What you have to do: Among the entries below, find every line that has "extra" and pull it out.

== Segment start ==

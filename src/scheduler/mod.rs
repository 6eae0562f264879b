//! Interval scheduler: periodic jobs with jitter and clean shutdown
//!
//! Each job runs its tick inline in its own task, so a task type never
//! overlaps with itself; a tick that would fire while the previous one is
//! still running is deferred. Shutdown cancels ticks mid-flight.

use parking_lot::Mutex;
use rand::Rng;
use std::future::Future;
use std::time::Duration;
use tokio::sync::broadcast;
use tokio::task::JoinHandle;
use tracing::{debug, info};

pub struct Scheduler {
    shutdown: broadcast::Sender<()>,
    handles: Mutex<Vec<JoinHandle<()>>>,
}

impl Default for Scheduler {
    fn default() -> Self {
        Self::new()
    }
}

impl Scheduler {
    pub fn new() -> Self {
        let (shutdown, _) = broadcast::channel(1);
        Scheduler {
            shutdown,
            handles: Mutex::new(Vec::new()),
        }
    }

    /// Spawn a named periodic job. `jitter` is a fraction of the interval
    /// (0.1 = up to 10% extra delay per tick) to de-synchronize tasks that
    /// share an interval.
    pub fn spawn<F, Fut>(&self, name: &'static str, interval: Duration, jitter: f64, job: F)
    where
        F: Fn() -> Fut + Send + Sync + 'static,
        Fut: Future<Output = ()> + Send,
    {
        let mut shutdown_rx = self.shutdown.subscribe();
        let handle = tokio::spawn(async move {
            info!(job = name, interval_secs = interval.as_secs(), "scheduler job started");
            loop {
                let delay = jittered(interval, jitter);
                tokio::select! {
                    _ = tokio::time::sleep(delay) => {}
                    _ = shutdown_rx.recv() => break,
                }
                tokio::select! {
                    _ = job() => {}
                    _ = shutdown_rx.recv() => {
                        debug!(job = name, "tick cancelled by shutdown");
                        break;
                    }
                }
            }
            debug!(job = name, "scheduler job stopped");
        });
        self.handles.lock().push(handle);
    }

    /// Stop all jobs, cancelling any in-flight tick, and wait for the tasks
    /// to finish.
    pub async fn shutdown(&self) {
        let _ = self.shutdown.send(());
        let handles: Vec<_> = self.handles.lock().drain(..).collect();
        for handle in handles {
            let _ = handle.await;
        }
    }
}

fn jittered(interval: Duration, jitter: f64) -> Duration {
    if jitter <= 0.0 {
        return interval;
    }
    let extra = rand::thread_rng().gen_range(0.0..jitter.min(1.0));
    interval.mul_f64(1.0 + extra)
}
//! Routing-rule refresh: fetch, validate, atomic swap
//!
//! Invalid data keeps the previous ruleset fully intact; a new policy is
//! built and checked in full before the live handle ever sees it.

use super::{backoff_interval, ReconcileConfig};
use crate::assemble::RoutePolicy;
use crate::{Error, Result};
use async_trait::async_trait;
use chrono::{DateTime, Duration as ChronoDuration, Utc};
use ipnet::IpNet;
use parking_lot::{Mutex, RwLock};
use serde::{Deserialize, Serialize};
use std::sync::Arc;
use tracing::{info, warn};

/// Upstream ruleset document
#[derive(Debug, Clone, Default, PartialEq, Eq, Serialize, Deserialize)]
#[serde(deny_unknown_fields)]
pub struct RoutingRuleset {
    #[serde(default)]
    pub version: u64,
    #[serde(default)]
    pub bypass_domains: Vec<String>,
    #[serde(default)]
    pub block_domains: Vec<String>,
    #[serde(default)]
    pub bypass_cidrs: Vec<String>,
    #[serde(default)]
    pub block_cidrs: Vec<String>,
}

impl RoutingRuleset {
    /// Full validation pass: every CIDR must parse before any of the
    /// ruleset is accepted.
    pub fn validate(&self) -> Result<RoutePolicy> {
        Ok(RoutePolicy {
            bypass_domains: self.bypass_domains.clone(),
            block_domains: self.block_domains.clone(),
            bypass_cidrs: parse_cidrs(&self.bypass_cidrs)?,
            block_cidrs: parse_cidrs(&self.block_cidrs)?,
        })
    }
}

fn parse_cidrs(cidrs: &[String]) -> Result<Vec<IpNet>> {
    cidrs
        .iter()
        .map(|c| {
            c.parse::<IpNet>()
                .map_err(|e| Error::parse(format!("invalid CIDR '{}': {}", c, e)))
        })
        .collect()
}

/// Fetch collaborator for the upstream ruleset.
#[async_trait]
pub trait RulesetFetch: Send + Sync {
    async fn fetch(&self) -> Result<String>;
}

/// GET of the ruleset JSON from a fixed upstream source.
pub struct HttpRulesetFetcher {
    client: reqwest::Client,
    url: String,
}

impl HttpRulesetFetcher {
    pub fn new(url: String, cfg: &ReconcileConfig) -> Result<Self> {
        let client = reqwest::Client::builder()
            .timeout(cfg.fetch_timeout)
            .build()?;
        Ok(HttpRulesetFetcher { client, url })
    }
}

#[async_trait]
impl RulesetFetch for HttpRulesetFetcher {
    async fn fetch(&self) -> Result<String> {
        let response = self.client.get(&self.url).send().await?;
        if !response.status().is_success() {
            return Err(Error::network(format!(
                "ruleset fetch returned {}",
                response.status()
            )));
        }
        Ok(response.text().await?)
    }
}

#[derive(Debug, Default)]
struct RulesetStatus {
    version: u64,
    consecutive_failures: u32,
    last_error: Option<String>,
    next_due: Option<DateTime<Utc>>,
}

/// Keeps the live [`RoutePolicy`] handle fresh.
pub struct RoutingReconciler {
    fetcher: Box<dyn RulesetFetch>,
    live: Arc<RwLock<RoutePolicy>>,
    status: Mutex<RulesetStatus>,
    base_interval: std::time::Duration,
    cfg: ReconcileConfig,
    gate: tokio::sync::Mutex<()>,
}

impl RoutingReconciler {
    pub fn new(
        fetcher: Box<dyn RulesetFetch>,
        live: Arc<RwLock<RoutePolicy>>,
        base_interval: std::time::Duration,
        cfg: ReconcileConfig,
    ) -> Self {
        RoutingReconciler {
            fetcher,
            live,
            status: Mutex::new(RulesetStatus::default()),
            base_interval,
            cfg,
            gate: tokio::sync::Mutex::new(()),
        }
    }

    /// The live policy handle shared with the assembler.
    pub fn live_policy(&self) -> Arc<RwLock<RoutePolicy>> {
        self.live.clone()
    }

    pub fn current_version(&self) -> u64 {
        self.status.lock().version
    }

    /// Scheduled entry point; respects the backoff window. A trigger while
    /// a tick is in flight is a no-op.
    pub async fn tick(&self) -> Result<()> {
        let Ok(_guard) = self.gate.try_lock() else {
            info!("routing refresh already in flight, skipping trigger");
            return Ok(());
        };
        let due = self
            .status
            .lock()
            .next_due
            .map_or(true, |at| Utc::now() >= at);
        if !due {
            return Ok(());
        }
        if let Err(e) = self.refresh().await {
            warn!(error = %e, "routing refresh failed, keeping previous ruleset");
        }
        Ok(())
    }

    /// Fetch and swap once. Any failure leaves the live policy untouched.
    pub async fn refresh(&self) -> Result<()> {
        let outcome = self.try_refresh().await;
        let mut status = self.status.lock();
        match outcome {
            Ok(version) => {
                status.version = version;
                status.consecutive_failures = 0;
                status.last_error = None;
                status.next_due = Some(
                    Utc::now()
                        + ChronoDuration::from_std(self.base_interval).unwrap_or_default(),
                );
                Ok(())
            }
            Err(e) => {
                status.consecutive_failures = status.consecutive_failures.saturating_add(1);
                status.last_error = Some(e.to_string());
                let delay = backoff_interval(
                    self.base_interval,
                    self.cfg.max_backoff,
                    status.consecutive_failures,
                );
                status.next_due = Some(Utc::now() + ChronoDuration::from_std(delay).unwrap_or_default());
                Err(e)
            }
        }
    }

    async fn try_refresh(&self) -> Result<u64> {
        let body = self.fetcher.fetch().await?;
        let ruleset: RoutingRuleset = serde_json::from_str(&body)?;
        // build the replacement in full before touching the live handle
        let policy = ruleset.validate()?;
        *self.live.write() = policy;
        info!(
            version = ruleset.version,
            bypass = ruleset.bypass_domains.len() + ruleset.bypass_cidrs.len(),
            block = ruleset.block_domains.len() + ruleset.block_cidrs.len(),
            "routing ruleset swapped"
        );
        Ok(ruleset.version)
    }
}
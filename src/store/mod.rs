//! Store collaborator: CRUD over records and groups
//!
//! The trait is the integration seam for persistent backends; the crate
//! ships an in-memory implementation used by the service and by tests.
//! A store handle is constructed once and passed into each component.

use crate::model::{MeasuredState, ServerGroup, ServerRecord};
use crate::{Error, Result};
use async_trait::async_trait;
use chrono::{DateTime, Utc};
use parking_lot::RwLock;
use std::collections::HashMap;
use std::sync::Arc;
use uuid::Uuid;

/// CRUD and query interface over server records and groups.
#[async_trait]
pub trait Store: Send + Sync {
    // Groups
    async fn insert_group(&self, group: ServerGroup) -> Result<()>;
    async fn get_group(&self, id: Uuid) -> Result<Option<ServerGroup>>;
    async fn update_group(&self, group: ServerGroup) -> Result<()>;
    /// Deletes the group and cascades deletion of its records.
    async fn delete_group(&self, id: Uuid) -> Result<()>;
    async fn all_groups(&self) -> Result<Vec<ServerGroup>>;
    async fn groups_with_auto_update(&self) -> Result<Vec<ServerGroup>>;

    // Records
    async fn insert_record(&self, record: ServerRecord) -> Result<()>;
    async fn get_record(&self, id: Uuid) -> Result<Option<ServerRecord>>;
    async fn update_record(&self, record: ServerRecord) -> Result<()>;
    async fn delete_record(&self, id: Uuid) -> Result<()>;
    async fn all_records(&self) -> Result<Vec<ServerRecord>>;
    async fn records_in_group(&self, group_id: Uuid) -> Result<Vec<ServerRecord>>;
    /// All records ordered by (smoothed ping ascending, name ascending).
    /// Never-probed records (ping sentinel 0) sort last, not first.
    async fn records_by_ping(&self) -> Result<Vec<ServerRecord>>;

    /// Replace every record of a group in one indivisible step.
    async fn replace_group_records(&self, group_id: Uuid, records: Vec<ServerRecord>) -> Result<()>;

    /// Write back probe results for one record.
    async fn update_measured(&self, id: Uuid, measured: MeasuredState) -> Result<()>;

    /// Apply refresh bookkeeping to the stored group in one step, keyed by
    /// id so a caller's stale group snapshot never overwrites concurrent
    /// edits. Returns the group as stored afterwards.
    async fn mark_group_result(
        &self,
        id: Uuid,
        result: std::result::Result<DateTime<Utc>, String>,
        stale_after: u32,
    ) -> Result<ServerGroup>;
}

/// Shared store handle
pub type StoreHandle = Arc<dyn Store>;

#[derive(Default)]
struct Inner {
    groups: HashMap<Uuid, ServerGroup>,
    records: HashMap<Uuid, ServerRecord>,
}

/// In-memory store
#[derive(Default)]
pub struct MemoryStore {
    inner: RwLock<Inner>,
}

impl MemoryStore {
    pub fn new() -> Self {
        Self::default()
    }

    pub fn handle() -> StoreHandle {
        Arc::new(Self::new())
    }
}

#[async_trait]
impl Store for MemoryStore {
    async fn insert_group(&self, group: ServerGroup) -> Result<()> {
        let mut inner = self.inner.write();
        if inner
            .groups
            .values()
            .any(|g| g.name == group.name && g.id != group.id)
        {
            return Err(Error::conflict(format!(
                "group name '{}' already exists",
                group.name
            )));
        }
        inner.groups.insert(group.id, group);
        Ok(())
    }

    async fn get_group(&self, id: Uuid) -> Result<Option<ServerGroup>> {
        Ok(self.inner.read().groups.get(&id).cloned())
    }

    async fn update_group(&self, group: ServerGroup) -> Result<()> {
        let mut inner = self.inner.write();
        if inner
            .groups
            .values()
            .any(|g| g.name == group.name && g.id != group.id)
        {
            return Err(Error::conflict(format!(
                "group name '{}' already exists",
                group.name
            )));
        }
        if !inner.groups.contains_key(&group.id) {
            return Err(Error::store(format!("no such group: {}", group.id)));
        }
        inner.groups.insert(group.id, group);
        Ok(())
    }

    async fn delete_group(&self, id: Uuid) -> Result<()> {
        let mut inner = self.inner.write();
        inner.groups.remove(&id);
        inner.records.retain(|_, r| r.group_id != id);
        Ok(())
    }

    async fn all_groups(&self) -> Result<Vec<ServerGroup>> {
        let mut groups: Vec<_> = self.inner.read().groups.values().cloned().collect();
        groups.sort_by(|a, b| a.name.cmp(&b.name));
        Ok(groups)
    }

    async fn groups_with_auto_update(&self) -> Result<Vec<ServerGroup>> {
        let mut groups: Vec<_> = self
            .inner
            .read()
            .groups
            .values()
            .filter(|g| g.auto_update && g.subscription_url.is_some())
            .cloned()
            .collect();
        groups.sort_by(|a, b| a.name.cmp(&b.name));
        Ok(groups)
    }

    async fn insert_record(&self, record: ServerRecord) -> Result<()> {
        let mut inner = self.inner.write();
        if !inner.groups.contains_key(&record.group_id) {
            return Err(Error::store(format!(
                "record {} references unknown group {}",
                record.id, record.group_id
            )));
        }
        inner.records.insert(record.id, record);
        Ok(())
    }

    async fn get_record(&self, id: Uuid) -> Result<Option<ServerRecord>> {
        Ok(self.inner.read().records.get(&id).cloned())
    }

    async fn update_record(&self, record: ServerRecord) -> Result<()> {
        let mut inner = self.inner.write();
        if !inner.records.contains_key(&record.id) {
            return Err(Error::store(format!("no such record: {}", record.id)));
        }
        inner.records.insert(record.id, record);
        Ok(())
    }

    async fn delete_record(&self, id: Uuid) -> Result<()> {
        self.inner.write().records.remove(&id);
        Ok(())
    }

    async fn all_records(&self) -> Result<Vec<ServerRecord>> {
        Ok(self.inner.read().records.values().cloned().collect())
    }

    async fn records_in_group(&self, group_id: Uuid) -> Result<Vec<ServerRecord>> {
        Ok(self
            .inner
            .read()
            .records
            .values()
            .filter(|r| r.group_id == group_id)
            .cloned()
            .collect())
    }

    async fn records_by_ping(&self) -> Result<Vec<ServerRecord>> {
        let mut records: Vec<_> = self.inner.read().records.values().cloned().collect();
        records.sort_by(|a, b| {
            let pa = ping_sort_key(a);
            let pb = ping_sort_key(b);
            pa.cmp(&pb).then_with(|| a.name.cmp(&b.name))
        });
        Ok(records)
    }

    async fn replace_group_records(&self, group_id: Uuid, records: Vec<ServerRecord>) -> Result<()> {
        let mut inner = self.inner.write();
        if !inner.groups.contains_key(&group_id) {
            return Err(Error::store(format!("no such group: {}", group_id)));
        }
        inner.records.retain(|_, r| r.group_id != group_id);
        for mut record in records {
            record.group_id = group_id;
            inner.records.insert(record.id, record);
        }
        Ok(())
    }

    async fn update_measured(&self, id: Uuid, measured: MeasuredState) -> Result<()> {
        let mut inner = self.inner.write();
        match inner.records.get_mut(&id) {
            Some(r) => {
                r.measured = measured;
                Ok(())
            }
            None => Err(Error::store(format!("no such record: {}", id))),
        }
    }

    async fn mark_group_result(
        &self,
        id: Uuid,
        result: std::result::Result<DateTime<Utc>, String>,
        stale_after: u32,
    ) -> Result<ServerGroup> {
        let mut inner = self.inner.write();
        let group = inner
            .groups
            .get_mut(&id)
            .ok_or_else(|| Error::store(format!("no such group: {}", id)))?;
        match result {
            Ok(at) => {
                group.last_update_at = Some(at);
                group.consecutive_failures = 0;
                group.last_error = None;
                group.stale = false;
            }
            Err(msg) => {
                group.consecutive_failures = group.consecutive_failures.saturating_add(1);
                group.last_error = Some(msg);
                if group.consecutive_failures >= stale_after {
                    group.stale = true;
                }
            }
        }
        Ok(group.clone())
    }
}

/// Sort key pushing the never-probed sentinel (0) past real measurements.
fn ping_sort_key(r: &ServerRecord) -> u32 {
    if r.measured.sample_count == 0 {
        u32::MAX
    } else {
        r.measured.smoothed_ping_ms
    }
}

== Segment end ==

The answer:
    /// (0.1 = up to 10% extra delay per tick) to de-synchronize tasks that
    let extra = rand::thread_rng().gen_range(0.0..jitter.min(1.0));
    interval.mul_f64(1.0 + extra)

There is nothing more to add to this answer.